Ci sono addirittura alcuni cosiddetti ”fondi avvoltoio” sono specializzati proprio in questo tipo di attività di acquisto di obbligazioni. Proprio come un’agenzia di recupero crediti acquista conti di credito personali a basso costo, questi fondi acquistano titoli di stato insolventi per una frazione del loro valore originale.
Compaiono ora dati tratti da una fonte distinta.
//! EtcdCluster Custom Resource Definition.

use crate::identity::BootstrapPolicy;
use kube::CustomResource;
use schemars::JsonSchema;
use serde::{Deserialize, Serialize};

/// EtcdCluster is the Schema for the etcdclusters API.
///
/// An EtcdCluster describes an etcd cluster whose members run as pods. The
/// operator keeps its view of the members in sync with etcd's own member
/// list and reports it in the status.
#[derive(CustomResource, Debug, Clone, Serialize, Deserialize, JsonSchema)]
#[kube(
    group = "etcd.database.coreos.com",
    version = "v1beta2",
    kind = "EtcdCluster",
    plural = "etcdclusters",
    shortname = "etcd",
    namespaced,
    status = "EtcdClusterStatus",
    printcolumn = r#"{"name":"Size", "type":"integer", "jsonPath":".spec.size"}"#,
    printcolumn = r#"{"name":"Phase", "type":"string", "jsonPath":".status.phase"}"#,
    printcolumn = r#"{"name":"Age", "type":"date", "jsonPath":".metadata.creationTimestamp"}"#
)]
#[serde(rename_all = "camelCase")]
pub struct EtcdClusterSpec {
    /// Expected number of members.
    #[serde(default = "default_size")]
    pub size: i32,

    /// etcd version, e.g. "3.5.9".
    #[serde(default = "default_version")]
    pub version: String,

    /// Container image repository.
    #[serde(default = "default_repository")]
    pub repository: String,

    /// Stop reconciling while true.
    #[serde(default)]
    pub paused: bool,

    /// TLS configuration. Absent means plain-text peer and client traffic.
    #[serde(skip_serializing_if = "Option::is_none")]
    pub tls: Option<TlsPolicy>,

    /// Self-hosting policy. Absent means a normally bootstrapped cluster.
    #[serde(skip_serializing_if = "Option::is_none")]
    pub self_hosted: Option<SelfHostedPolicy>,
}

fn default_size() -> i32 {
    3
}

fn default_version() -> String {
    "3.5.9".to_string()
}

fn default_repository() -> String {
    "quay.io/coreos/etcd".to_string()
}

/// TLS policy.
#[derive(Debug, Clone, Default, Serialize, Deserialize, JsonSchema)]
#[serde(rename_all = "camelCase")]
pub struct TlsPolicy {
    /// Certificates provided up front in secrets.
    #[serde(skip_serializing_if = "Option::is_none")]
    pub static_tls: Option<StaticTls>,
}

/// Statically provisioned TLS secrets.
#[derive(Debug, Clone, Default, Serialize, Deserialize, JsonSchema)]
#[serde(rename_all = "camelCase")]
pub struct StaticTls {
    /// Member certificates.
    #[serde(skip_serializing_if = "Option::is_none")]
    pub member: Option<MemberSecret>,

    /// Secret holding the operator's etcd client certificate.
    #[serde(skip_serializing_if = "Option::is_none")]
    pub operator_secret: Option<String>,
}

/// Member certificate secrets.
#[derive(Debug, Clone, Default, Serialize, Deserialize, JsonSchema)]
#[serde(rename_all = "camelCase")]
pub struct MemberSecret {
    /// Secret with the peer certificate.
    #[serde(skip_serializing_if = "Option::is_none")]
    pub peer_secret: Option<String>,

    /// Secret with the client-facing server certificate.
    #[serde(skip_serializing_if = "Option::is_none")]
    pub server_secret: Option<String>,
}

/// Self-hosted bootstrap policy.
#[derive(Debug, Clone, Default, Serialize, Deserialize, JsonSchema)]
#[serde(rename_all = "camelCase")]
pub struct SelfHostedPolicy {
    /// Client endpoint of the temporary boot member, if it may still exist.
    #[serde(default, skip_serializing_if = "Option::is_none")]
    pub boot_member_client_endpoint: Option<String>,

    /// Leave boot member removal to someone else.
    #[serde(default)]
    pub skip_boot_member_removal: bool,
}

impl EtcdClusterSpec {
    fn static_tls(&self) -> Option<&StaticTls> {
        self.tls.as_ref().and_then(|t| t.static_tls.as_ref())
    }

    /// Peer traffic is TLS-secured.
    pub fn is_secure_peer(&self) -> bool {
        self.static_tls()
            .and_then(|s| s.member.as_ref())
            .is_some_and(|m| m.peer_secret.is_some())
    }

    /// Client traffic is TLS-secured.
    pub fn is_secure_client(&self) -> bool {
        self.static_tls()
            .and_then(|s| s.operator_secret.as_ref())
            .is_some()
    }

    /// Secret with the operator's etcd client certificate, if any.
    pub fn operator_secret(&self) -> Option<&str> {
        self.static_tls()
            .and_then(|s| s.operator_secret.as_deref())
    }

    /// Secret with the members' client-facing server certificate, if any.
    pub fn server_secret(&self) -> Option<&str> {
        self.static_tls()
            .and_then(|s| s.member.as_ref())
            .and_then(|m| m.server_secret.as_deref())
    }

    /// Boot member removal is left to someone other than the operator.
    pub fn skips_boot_member_removal(&self) -> bool {
        self.self_hosted
            .as_ref()
            .is_some_and(|sh| sh.skip_boot_member_removal)
    }

    /// Bootstrap policy implied by the spec.
    pub fn bootstrap_policy(&self) -> BootstrapPolicy {
        match &self.self_hosted {
            Some(sh) => BootstrapPolicy::self_hosted(sh.boot_member_client_endpoint.clone()),
            None => BootstrapPolicy::normal(),
        }
    }
}

/// EtcdCluster status.
#[derive(Debug, Clone, Default, Serialize, Deserialize, JsonSchema)]
#[serde(rename_all = "camelCase")]
pub struct EtcdClusterStatus {
    /// Current phase of the cluster.
    #[serde(default)]
    pub phase: ClusterPhase,

    /// Why the cluster is in its phase; set when it failed.
    #[serde(skip_serializing_if = "Option::is_none")]
    pub reason: Option<String>,

    /// Members as of the last successful reconciliation.
    #[serde(default)]
    pub members: MembersStatus,

    /// High-water mark of member counters, kept across operator restarts.
    #[serde(default)]
    pub member_counter: u64,

    /// Conditions representing the current state.
    #[serde(default, skip_serializing_if = "Vec::is_empty")]
    pub conditions: Vec<ClusterCondition>,

    /// Last time the status was updated.
    #[serde(skip_serializing_if = "Option::is_none")]
    pub last_updated: Option<String>,
}

/// Member names split by pod readiness.
#[derive(Debug, Clone, Default, Serialize, Deserialize, JsonSchema, PartialEq)]
#[serde(rename_all = "camelCase")]
pub struct MembersStatus {
    /// Members whose pod is ready.
    #[serde(default, skip_serializing_if = "Vec::is_empty")]
    pub ready: Vec<String>,

    /// Members whose pod is missing or not ready.
    #[serde(default, skip_serializing_if = "Vec::is_empty")]
    pub unready: Vec<String>,
}

/// Cluster phase.
#[derive(Debug, Clone, Default, Serialize, Deserialize, JsonSchema, PartialEq)]
pub enum ClusterPhase {
    /// Not reconciled yet.
    #[default]
    Creating,
    /// Membership is reconciled.
    Running,
    /// An unrecoverable condition was hit; reconciliation has stopped.
    Failed,
}

/// Condition representing cluster state.
#[derive(Debug, Clone, Serialize, Deserialize, JsonSchema)]
#[serde(rename_all = "camelCase")]
pub struct ClusterCondition {
    /// Type of condition.
    #[serde(rename = "type")]
    pub condition_type: String,

    /// Status of the condition (True, False, Unknown).
    pub status: String,

    /// Last time the condition transitioned.
    #[serde(skip_serializing_if = "Option::is_none")]
    pub last_transition_time: Option<String>,

    /// Reason for the condition.
    #[serde(skip_serializing_if = "Option::is_none")]
    pub reason: Option<String>,

    /// Human-readable message.
    #[serde(skip_serializing_if = "Option::is_none")]
    pub message: Option<String>,
}
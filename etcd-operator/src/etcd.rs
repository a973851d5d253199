//! Access to etcd's own membership list.
//!
//! [`MemberLister`] is the only thing reconciliation needs from etcd.
//! [`EtcdGatewayClient`] implements it over the v3 JSON gateway
//! (`POST /v3/cluster/member/list`), trying client URLs in order until one
//! answers.

use crate::error::{OperatorError, OperatorResult};
use crate::identity::RawMember;
use async_trait::async_trait;
use k8s_openapi::api::core::v1::Secret;
use kube::Api;
use serde::Deserialize;
use std::time::Duration;

/// Secret key holding the client certificate.
pub const CLIENT_CERT_FILE: &str = "etcd-client.crt";
/// Secret key holding the client private key.
pub const CLIENT_KEY_FILE: &str = "etcd-client.key";
/// Secret key holding the CA bundle used to verify etcd.
pub const CLIENT_CA_FILE: &str = "etcd-client-ca.crt";

/// Client TLS material for talking to a secure etcd cluster.
#[derive(Clone)]
pub struct EtcdTlsConfig {
    /// CA certificate, PEM.
    pub ca_pem: Vec<u8>,
    /// Client certificate, PEM.
    pub cert_pem: Vec<u8>,
    /// Client private key, PEM.
    pub key_pem: Vec<u8>,
}

impl std::fmt::Debug for EtcdTlsConfig {
    fn fmt(&self, f: &mut std::fmt::Formatter<'_>) -> std::fmt::Result {
        f.debug_struct("EtcdTlsConfig")
            .field("ca_pem", &format!("<{} bytes>", self.ca_pem.len()))
            .field("cert_pem", &format!("<{} bytes>", self.cert_pem.len()))
            .field("key_pem", &"<redacted>")
            .finish()
    }
}

impl EtcdTlsConfig {
    /// Load the operator's etcd client credentials from a secret.
    pub async fn from_secret(
        client: kube::Client,
        namespace: &str,
        secret_name: &str,
    ) -> OperatorResult<Self> {
        tracing::debug!(
            secret = %secret_name,
            namespace = %namespace,
            "Loading etcd client TLS from secret"
        );

        let secrets: Api<Secret> = Api::namespaced(client, namespace);
        let secret = secrets.get(secret_name).await?;
        Self::from_secret_data(secret_name, &secret)
    }

    fn from_secret_data(secret_name: &str, secret: &Secret) -> OperatorResult<Self> {
        let data = secret.data.as_ref().ok_or_else(|| {
            OperatorError::InvalidConfig(format!("Secret '{}' has no data field", secret_name))
        })?;
        let field = |key: &str| {
            data.get(key).map(|v| v.0.clone()).ok_or_else(|| {
                OperatorError::InvalidConfig(format!(
                    "Secret '{}' is missing '{}'",
                    secret_name, key
                ))
            })
        };

        Ok(Self {
            ca_pem: field(CLIENT_CA_FILE)?,
            cert_pem: field(CLIENT_CERT_FILE)?,
            key_pem: field(CLIENT_KEY_FILE)?,
        })
    }
}

/// Lists the members of an etcd cluster.
#[async_trait]
pub trait MemberLister: Send + Sync {
    /// Member list as seen by whichever of `endpoints` answers first.
    async fn list_members(
        &self,
        endpoints: &[String],
        tls: Option<&EtcdTlsConfig>,
    ) -> OperatorResult<Vec<RawMember>>;
}

/// [`MemberLister`] speaking to etcd's gRPC JSON gateway.
#[derive(Debug, Clone)]
pub struct EtcdGatewayClient {
    timeout: Duration,
}

impl EtcdGatewayClient {
    /// Create a client bounding each request by `timeout`.
    pub fn new(timeout: Duration) -> Self {
        Self { timeout }
    }

    fn http_client(&self, tls: Option<&EtcdTlsConfig>) -> OperatorResult<reqwest::Client> {
        let mut builder = reqwest::Client::builder().timeout(self.timeout);
        if let Some(tls) = tls {
            let identity = [tls.cert_pem.as_slice(), tls.key_pem.as_slice()].concat();
            builder = builder
                .add_root_certificate(reqwest::Certificate::from_pem(&tls.ca_pem)?)
                .identity(reqwest::Identity::from_pem(&identity)?);
        }
        Ok(builder.build()?)
    }

    async fn list_from(
        &self,
        http: &reqwest::Client,
        endpoint: &str,
    ) -> Result<Vec<RawMember>, String> {
        let url = format!("{}/v3/cluster/member/list", endpoint.trim_end_matches('/'));
        let resp = http
            .post(&url)
            .json(&serde_json::json!({}))
            .send()
            .await
            .map_err(|e| e.to_string())?;

        let status = resp.status();
        if !status.is_success() {
            let body = resp.text().await.unwrap_or_default();
            return Err(format!("member list failed ({}): {}", status, body));
        }

        let list: MemberListResponse = resp.json().await.map_err(|e| e.to_string())?;
        list.members.into_iter().map(RawMember::try_from).collect()
    }
}

impl Default for EtcdGatewayClient {
    fn default() -> Self {
        Self::new(Duration::from_secs(5))
    }
}

#[async_trait]
impl MemberLister for EtcdGatewayClient {
    async fn list_members(
        &self,
        endpoints: &[String],
        tls: Option<&EtcdTlsConfig>,
    ) -> OperatorResult<Vec<RawMember>> {
        let http = self.http_client(tls)?;
        let mut last_error = "no endpoints to query".to_string();

        for endpoint in endpoints {
            match self.list_from(&http, endpoint).await {
                Ok(members) => return Ok(members),
                Err(e) => {
                    tracing::debug!(endpoint = %endpoint, error = %e, "etcd member list failed");
                    last_error = e;
                }
            }
        }

        Err(OperatorError::Store {
            endpoints: endpoints.to_vec(),
            message: last_error,
        })
    }
}

#[derive(Debug, Deserialize)]
struct MemberListResponse {
    #[serde(default)]
    members: Vec<WireMember>,
}

#[derive(Debug, Deserialize)]
struct WireMember {
    /// uint64 fields are rendered as strings by the gateway.
    #[serde(rename = "ID", default)]
    id: Option<serde_json::Value>,
    #[serde(default)]
    name: String,
    #[serde(rename = "peerURLs", default)]
    peer_urls: Vec<String>,
    #[serde(rename = "clientURLs", default)]
    client_urls: Vec<String>,
}

impl TryFrom<WireMember> for RawMember {
    type Error = String;

    fn try_from(m: WireMember) -> Result<Self, Self::Error> {
        let id: u64 = match &m.id {
            None => 0,
            Some(serde_json::Value::String(s)) => s
                .parse::<u64>()
                .map_err(|e| format!("invalid member ID {:?}: {}", s, e))?,
            Some(serde_json::Value::Number(n)) => n
                .as_u64()
                .ok_or_else(|| format!("invalid member ID {}", n))?,
            Some(other) => return Err(format!("invalid member ID {}", other)),
        };

        Ok(RawMember {
            id,
            name: m.name,
            peer_urls: m.peer_urls,
            client_urls: m.client_urls,
        })
    }
}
A causa della più ampia ricaduta economica che segue un default sovrano, gli investitori spesso cercano di raccogliere azioni sottovalutate anche in quel paese.

Investire in paesi inadempienti comporta la sua giusta quota di rischio, ovviamente, perché non vi è alcuna garanzia che si verificherà mai un rimbalzo e le questioni più grandi che hanno causato il default, in primo luogo, potrebbero ancora persistere o devono ancora essere completamente risolte. Coloro che cercano soprattutto sicurezza nel proprio portafoglio dovrebbero probabilmente investire altrove.

Tuttavia, i recenti esempi storici, sono incoraggianti nel testimoniare che il rapporto prezzo / utili, è legato inevitabilmente ad un elevato livello di rischio. Ci sono state numerose insolvenze del governo negli ultimi decenni, in particolare da parte di paesi che prendono in prestito in valuta estera. Quando si verifica un default, i rendimenti dei titoli di Stato aumentano precipitosamente creando un effetto a catena in tutta l’economia nazionale, e spesso mondiale.